* **WHAT IS NEEDED**:
What is needed is a verbatim copy of all the records.

━━━━━ PROVIDED INFORMATION ━━━━━

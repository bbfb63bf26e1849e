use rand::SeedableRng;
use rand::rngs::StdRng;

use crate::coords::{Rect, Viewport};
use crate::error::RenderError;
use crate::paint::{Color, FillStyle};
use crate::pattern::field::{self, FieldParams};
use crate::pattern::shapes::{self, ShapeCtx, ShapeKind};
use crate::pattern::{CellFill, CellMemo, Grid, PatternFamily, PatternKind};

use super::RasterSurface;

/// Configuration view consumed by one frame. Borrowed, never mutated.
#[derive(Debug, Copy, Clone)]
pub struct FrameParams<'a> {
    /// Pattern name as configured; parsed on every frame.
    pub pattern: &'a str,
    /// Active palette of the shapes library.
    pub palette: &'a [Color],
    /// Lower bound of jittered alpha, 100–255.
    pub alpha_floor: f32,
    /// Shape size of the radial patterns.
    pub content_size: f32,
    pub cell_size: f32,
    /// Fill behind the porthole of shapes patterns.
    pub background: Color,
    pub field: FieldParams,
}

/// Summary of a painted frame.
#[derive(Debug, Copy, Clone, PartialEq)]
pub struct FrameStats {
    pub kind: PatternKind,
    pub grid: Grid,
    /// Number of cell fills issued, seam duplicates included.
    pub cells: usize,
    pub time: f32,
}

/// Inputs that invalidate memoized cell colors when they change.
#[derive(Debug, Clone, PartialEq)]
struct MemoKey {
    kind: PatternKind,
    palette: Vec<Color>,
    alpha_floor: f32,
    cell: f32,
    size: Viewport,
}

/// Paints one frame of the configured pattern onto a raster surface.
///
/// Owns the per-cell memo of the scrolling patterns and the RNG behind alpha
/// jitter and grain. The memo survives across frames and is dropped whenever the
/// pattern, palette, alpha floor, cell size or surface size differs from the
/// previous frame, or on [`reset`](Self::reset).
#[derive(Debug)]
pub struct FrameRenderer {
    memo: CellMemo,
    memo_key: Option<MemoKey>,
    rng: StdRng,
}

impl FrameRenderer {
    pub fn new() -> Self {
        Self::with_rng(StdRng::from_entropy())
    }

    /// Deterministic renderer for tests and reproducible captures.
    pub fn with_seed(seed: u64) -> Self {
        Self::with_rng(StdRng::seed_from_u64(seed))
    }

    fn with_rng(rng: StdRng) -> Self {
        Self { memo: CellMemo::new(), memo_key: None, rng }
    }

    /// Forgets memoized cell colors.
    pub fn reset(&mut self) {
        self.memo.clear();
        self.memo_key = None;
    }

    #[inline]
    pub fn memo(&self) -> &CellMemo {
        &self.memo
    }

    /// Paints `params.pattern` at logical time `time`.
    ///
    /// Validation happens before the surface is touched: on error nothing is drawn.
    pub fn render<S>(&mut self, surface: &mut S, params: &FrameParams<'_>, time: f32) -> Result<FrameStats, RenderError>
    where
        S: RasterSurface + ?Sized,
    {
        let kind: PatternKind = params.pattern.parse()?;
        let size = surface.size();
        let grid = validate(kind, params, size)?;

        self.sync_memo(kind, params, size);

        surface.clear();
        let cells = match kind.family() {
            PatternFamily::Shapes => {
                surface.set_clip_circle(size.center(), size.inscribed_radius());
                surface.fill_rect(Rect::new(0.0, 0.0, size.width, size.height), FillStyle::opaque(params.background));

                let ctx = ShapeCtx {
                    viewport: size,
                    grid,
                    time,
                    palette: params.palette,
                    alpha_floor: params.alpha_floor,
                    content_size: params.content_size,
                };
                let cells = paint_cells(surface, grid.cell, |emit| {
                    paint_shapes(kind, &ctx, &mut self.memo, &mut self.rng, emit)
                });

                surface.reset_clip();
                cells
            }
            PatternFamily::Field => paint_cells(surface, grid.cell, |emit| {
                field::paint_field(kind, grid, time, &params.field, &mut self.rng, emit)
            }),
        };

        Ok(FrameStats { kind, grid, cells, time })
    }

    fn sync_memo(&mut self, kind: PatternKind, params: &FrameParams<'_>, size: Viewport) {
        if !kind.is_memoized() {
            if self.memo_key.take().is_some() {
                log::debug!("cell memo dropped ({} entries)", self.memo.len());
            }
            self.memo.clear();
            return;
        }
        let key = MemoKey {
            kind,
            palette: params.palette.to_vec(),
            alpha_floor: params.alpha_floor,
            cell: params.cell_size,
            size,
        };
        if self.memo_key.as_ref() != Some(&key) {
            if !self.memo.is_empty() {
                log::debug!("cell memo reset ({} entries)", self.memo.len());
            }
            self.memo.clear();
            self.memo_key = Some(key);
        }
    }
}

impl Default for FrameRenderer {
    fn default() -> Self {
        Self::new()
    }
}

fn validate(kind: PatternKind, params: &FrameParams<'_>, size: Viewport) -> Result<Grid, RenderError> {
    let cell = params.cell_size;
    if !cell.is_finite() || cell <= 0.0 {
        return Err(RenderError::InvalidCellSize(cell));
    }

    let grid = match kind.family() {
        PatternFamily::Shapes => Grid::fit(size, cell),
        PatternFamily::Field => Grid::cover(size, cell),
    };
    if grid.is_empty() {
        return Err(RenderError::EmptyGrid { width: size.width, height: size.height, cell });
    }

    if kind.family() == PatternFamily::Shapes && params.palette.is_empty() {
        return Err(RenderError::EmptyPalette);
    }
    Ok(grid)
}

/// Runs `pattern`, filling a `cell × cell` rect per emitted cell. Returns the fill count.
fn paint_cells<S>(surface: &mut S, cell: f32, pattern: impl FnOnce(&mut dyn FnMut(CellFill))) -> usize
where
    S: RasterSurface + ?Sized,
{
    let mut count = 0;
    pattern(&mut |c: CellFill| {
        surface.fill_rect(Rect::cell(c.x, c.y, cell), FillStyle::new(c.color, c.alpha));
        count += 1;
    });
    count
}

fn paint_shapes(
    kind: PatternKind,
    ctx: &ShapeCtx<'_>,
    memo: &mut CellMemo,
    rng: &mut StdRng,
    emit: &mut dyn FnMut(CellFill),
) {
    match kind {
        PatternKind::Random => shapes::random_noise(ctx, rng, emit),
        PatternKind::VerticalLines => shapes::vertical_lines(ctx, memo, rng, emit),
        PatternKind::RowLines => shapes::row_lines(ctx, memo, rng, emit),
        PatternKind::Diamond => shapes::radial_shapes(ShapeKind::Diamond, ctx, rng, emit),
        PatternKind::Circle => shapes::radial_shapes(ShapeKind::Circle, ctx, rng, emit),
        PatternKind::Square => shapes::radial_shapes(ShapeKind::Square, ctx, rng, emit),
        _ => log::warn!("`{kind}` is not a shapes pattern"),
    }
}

━━━━━

* **REPLY TO THE TASK**:
repository bbfb63bf26e1849e
use rand::SeedableRng;
use rand::rngs::StdRng;

use crate::coords::{Rect, Viewport};
use crate::error::RenderError;
use crate::paint::{Color, FillStyle};
use crate::pattern::field::{self, FieldParams};
use crate::pattern::shapes::{self, ShapeCtx, ShapeKind};
use crate::pattern::{CellFill, CellMemo, Grid, PatternFamily, PatternKind};

use super::RasterSurface;

/// Configuration view consumed by one frame. Borrowed, never mutated.
#[derive(Debug, Copy, Clone)]
pub struct FrameParams<'a> {
    /// Pattern name as configured; parsed on every frame.
    pub pattern: &'a str,
    /// Active palette of the shapes library.
    pub palette: &'a [Color],
    /// Lower bound of jittered alpha, 100–255.
    pub alpha_floor: f32,
    /// Shape size of the radial patterns.
    pub content_size: f32,
    pub cell_size: f32,
    /// Fill behind the porthole of shapes patterns.
    pub background: Color,
    pub field: FieldParams,
}

/// Summary of a painted frame.
#[derive(Debug, Copy, Clone, PartialEq)]
pub struct FrameStats {
    pub kind: PatternKind,
    pub grid: Grid,
    /// Number of cell fills issued, seam duplicates included.
    pub cells: usize,
    pub time: f32,
}

/// Inputs that invalidate memoized cell colors when they change.
#[derive(Debug, Clone, PartialEq)]
struct MemoKey {
    kind: PatternKind,
    palette: Vec<Color>,
    alpha_floor: f32,
    cell: f32,
    size: Viewport,
}

/// Paints one frame of the configured pattern onto a raster surface.
///
/// Owns the per-cell memo of the scrolling patterns and the RNG behind alpha
/// jitter and grain. The memo survives across frames and is dropped whenever the
/// pattern, palette, alpha floor, cell size or surface size differs from the
/// previous frame, or on [`reset`](Self::reset).
#[derive(Debug)]
pub struct FrameRenderer {
    memo: CellMemo,
    memo_key: Option<MemoKey>,
    rng: StdRng,
}

impl FrameRenderer {
    pub fn new() -> Self {
        Self::with_rng(StdRng::from_entropy())
    }

    /// Deterministic renderer for tests and reproducible captures.
    pub fn with_seed(seed: u64) -> Self {
        Self::with_rng(StdRng::seed_from_u64(seed))
    }

    fn with_rng(rng: StdRng) -> Self {
        Self { memo: CellMemo::new(), memo_key: None, rng }
    }

    /// Forgets memoized cell colors.
    pub fn reset(&mut self) {
        self.memo.clear();
        self.memo_key = None;
    }

    #[inline]
    pub fn memo(&self) -> &CellMemo {
        &self.memo
    }

    /// Paints `params.pattern` at logical time `time`.
    ///
    /// Validation happens before the surface is touched: on error nothing is drawn.
    pub fn render<S>(&mut self, surface: &mut S, params: &FrameParams<'_>, time: f32) -> Result<FrameStats, RenderError>
    where
        S: RasterSurface + ?Sized,
    {
        let kind: PatternKind = params.pattern.parse()?;
        let size = surface.size();
        let grid = validate(kind, params, size)?;

        self.sync_memo(kind, params, size);

        surface.clear();
        let cells = match kind.family() {
            PatternFamily::Shapes => {
                surface.set_clip_circle(size.center(), size.inscribed_radius());
                surface.fill_rect(Rect::new(0.0, 0.0, size.width, size.height), FillStyle::opaque(params.background));

                let ctx = ShapeCtx {
                    viewport: size,
                    grid,
                    time,
                    palette: params.palette,
                    alpha_floor: params.alpha_floor,
                    content_size: params.content_size,
                };
                let cells = paint_cells(surface, grid.cell, |emit| {
                    paint_shapes(kind, &ctx, &mut self.memo, &mut self.rng, emit)
                });

                surface.reset_clip();
                cells
            }
            PatternFamily::Field => paint_cells(surface, grid.cell, |emit| {
                field::paint_field(kind, grid, time, &params.field, &mut self.rng, emit)
            }),
        };

        Ok(FrameStats { kind, grid, cells, time })
    }

    fn sync_memo(&mut self, kind: PatternKind, params: &FrameParams<'_>, size: Viewport) {
        if !kind.is_memoized() {
            if self.memo_key.take().is_some() {
                log::debug!("cell memo dropped ({} entries)", self.memo.len());
            }
            self.memo.clear();
            return;
        }
        let key = MemoKey {
            kind,
            palette: params.palette.to_vec(),
            alpha_floor: params.alpha_floor,
            cell: params.cell_size,
            size,
        };
        if self.memo_key.as_ref() != Some(&key) {
            if !self.memo.is_empty() {
                log::debug!("cell memo reset ({} entries)", self.memo.len());
            }
            self.memo.clear();
            self.memo_key = Some(key);
        }
    }
}

impl Default for FrameRenderer {
    fn default() -> Self {
        Self::new()
    }
}

fn validate(kind: PatternKind, params: &FrameParams<'_>, size: Viewport) -> Result<Grid, RenderError> {
    let cell = params.cell_size;
    if !cell.is_finite() || cell <= 0.0 {
        return Err(RenderError::InvalidCellSize(cell));
    }

    let grid = match kind.family() {
        PatternFamily::Shapes => Grid::fit(size, cell),
        PatternFamily::Field => Grid::cover(size, cell),
    };
    if grid.is_empty() {
        return Err(RenderError::EmptyGrid { width: size.width, height: size.height, cell });
    }

    if kind.family() == PatternFamily::Shapes && params.palette.is_empty() {
        return Err(RenderError::EmptyPalette);
    }
    Ok(grid)
}

/// Runs `pattern`, filling a `cell × cell` rect per emitted cell. Returns the fill count.
fn paint_cells<S>(surface: &mut S, cell: f32, pattern: impl FnOnce(&mut dyn FnMut(CellFill))) -> usize
where
    S: RasterSurface + ?Sized,
{
    let mut count = 0;
    pattern(&mut |c: CellFill| {
        surface.fill_rect(Rect::cell(c.x, c.y, cell), FillStyle::new(c.color, c.alpha));
        count += 1;
    });
    count
}

fn paint_shapes(
    kind: PatternKind,
    ctx: &ShapeCtx<'_>,
    memo: &mut CellMemo,
    rng: &mut StdRng,
    emit: &mut dyn FnMut(CellFill),
) {
    match kind {
        PatternKind::Random => shapes::random_noise(ctx, rng, emit),
        PatternKind::VerticalLines => shapes::vertical_lines(ctx, memo, rng, emit),
        PatternKind::RowLines => shapes::row_lines(ctx, memo, rng, emit),
        PatternKind::Diamond => shapes::radial_shapes(ShapeKind::Diamond, ctx, rng, emit),
        PatternKind::Circle => shapes::radial_shapes(ShapeKind::Circle, ctx, rng, emit),
        PatternKind::Square => shapes::radial_shapes(ShapeKind::Square, ctx, rng, emit),
        _ => log::warn!("`{kind}` is not a shapes pattern"),
    }
}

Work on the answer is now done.